§ **Exercise details**
Print the records below from the first line through the line containing "use crate::value::ValueType;", both included, word for word.

§ **Supplied data**
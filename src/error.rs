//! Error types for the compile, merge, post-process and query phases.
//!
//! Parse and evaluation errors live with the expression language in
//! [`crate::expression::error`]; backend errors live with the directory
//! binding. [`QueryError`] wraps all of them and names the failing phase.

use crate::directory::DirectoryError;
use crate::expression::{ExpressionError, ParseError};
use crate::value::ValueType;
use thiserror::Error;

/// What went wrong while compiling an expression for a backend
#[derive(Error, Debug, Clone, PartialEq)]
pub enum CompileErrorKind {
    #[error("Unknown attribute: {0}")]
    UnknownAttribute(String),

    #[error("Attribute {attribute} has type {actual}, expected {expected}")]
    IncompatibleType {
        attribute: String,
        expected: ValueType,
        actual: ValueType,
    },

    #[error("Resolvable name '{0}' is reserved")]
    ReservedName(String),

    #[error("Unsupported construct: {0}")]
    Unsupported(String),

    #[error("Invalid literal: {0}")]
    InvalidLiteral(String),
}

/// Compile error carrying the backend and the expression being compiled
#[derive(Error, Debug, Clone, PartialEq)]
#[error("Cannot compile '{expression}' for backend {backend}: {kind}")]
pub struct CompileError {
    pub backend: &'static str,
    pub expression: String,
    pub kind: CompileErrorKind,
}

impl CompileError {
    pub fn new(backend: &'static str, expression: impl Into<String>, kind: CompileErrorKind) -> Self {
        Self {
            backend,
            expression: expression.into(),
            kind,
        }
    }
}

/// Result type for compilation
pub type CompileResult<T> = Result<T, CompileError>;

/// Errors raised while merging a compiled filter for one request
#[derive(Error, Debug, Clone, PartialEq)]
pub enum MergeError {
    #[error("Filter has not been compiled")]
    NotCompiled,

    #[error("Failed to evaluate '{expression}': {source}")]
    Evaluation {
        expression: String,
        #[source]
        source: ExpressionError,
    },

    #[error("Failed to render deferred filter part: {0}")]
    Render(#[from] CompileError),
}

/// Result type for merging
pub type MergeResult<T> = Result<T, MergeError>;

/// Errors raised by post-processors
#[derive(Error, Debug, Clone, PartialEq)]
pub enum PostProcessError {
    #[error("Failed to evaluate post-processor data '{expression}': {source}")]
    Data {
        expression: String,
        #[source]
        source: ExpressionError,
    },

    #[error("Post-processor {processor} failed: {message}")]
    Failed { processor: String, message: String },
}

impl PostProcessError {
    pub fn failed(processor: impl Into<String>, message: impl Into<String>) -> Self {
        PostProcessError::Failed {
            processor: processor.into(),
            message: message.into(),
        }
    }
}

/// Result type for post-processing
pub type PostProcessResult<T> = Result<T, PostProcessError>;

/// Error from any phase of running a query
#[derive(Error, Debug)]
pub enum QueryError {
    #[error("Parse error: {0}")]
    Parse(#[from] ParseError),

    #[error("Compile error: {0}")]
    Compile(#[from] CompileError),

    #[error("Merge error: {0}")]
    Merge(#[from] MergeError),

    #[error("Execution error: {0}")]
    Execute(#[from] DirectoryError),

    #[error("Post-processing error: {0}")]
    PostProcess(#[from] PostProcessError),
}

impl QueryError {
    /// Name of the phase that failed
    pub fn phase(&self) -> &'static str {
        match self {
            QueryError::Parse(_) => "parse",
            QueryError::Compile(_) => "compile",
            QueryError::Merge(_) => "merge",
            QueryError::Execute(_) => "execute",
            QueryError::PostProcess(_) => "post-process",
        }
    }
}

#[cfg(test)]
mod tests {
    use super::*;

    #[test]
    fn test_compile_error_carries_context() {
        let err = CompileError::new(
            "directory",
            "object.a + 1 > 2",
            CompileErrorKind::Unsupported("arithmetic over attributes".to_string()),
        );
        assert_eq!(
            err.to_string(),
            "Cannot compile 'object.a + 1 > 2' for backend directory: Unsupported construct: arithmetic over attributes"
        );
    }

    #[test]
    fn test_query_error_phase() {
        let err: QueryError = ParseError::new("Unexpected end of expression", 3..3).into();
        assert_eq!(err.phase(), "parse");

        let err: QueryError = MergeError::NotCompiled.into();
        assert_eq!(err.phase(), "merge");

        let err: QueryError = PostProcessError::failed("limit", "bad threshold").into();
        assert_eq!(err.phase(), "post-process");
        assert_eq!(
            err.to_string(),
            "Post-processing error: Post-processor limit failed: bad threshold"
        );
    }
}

§ **Solution to this problem**
filename src/error.rs
//! Error types for the compile, merge, post-process and query phases.
//!
//! Parse and evaluation errors live with the expression language in
//! [`crate::expression::error`]; backend errors live with the directory
//! binding. [`QueryError`] wraps all of them and names the failing phase.

use crate::directory::DirectoryError;
use crate::expression::{ExpressionError, ParseError};
use crate::value::ValueType;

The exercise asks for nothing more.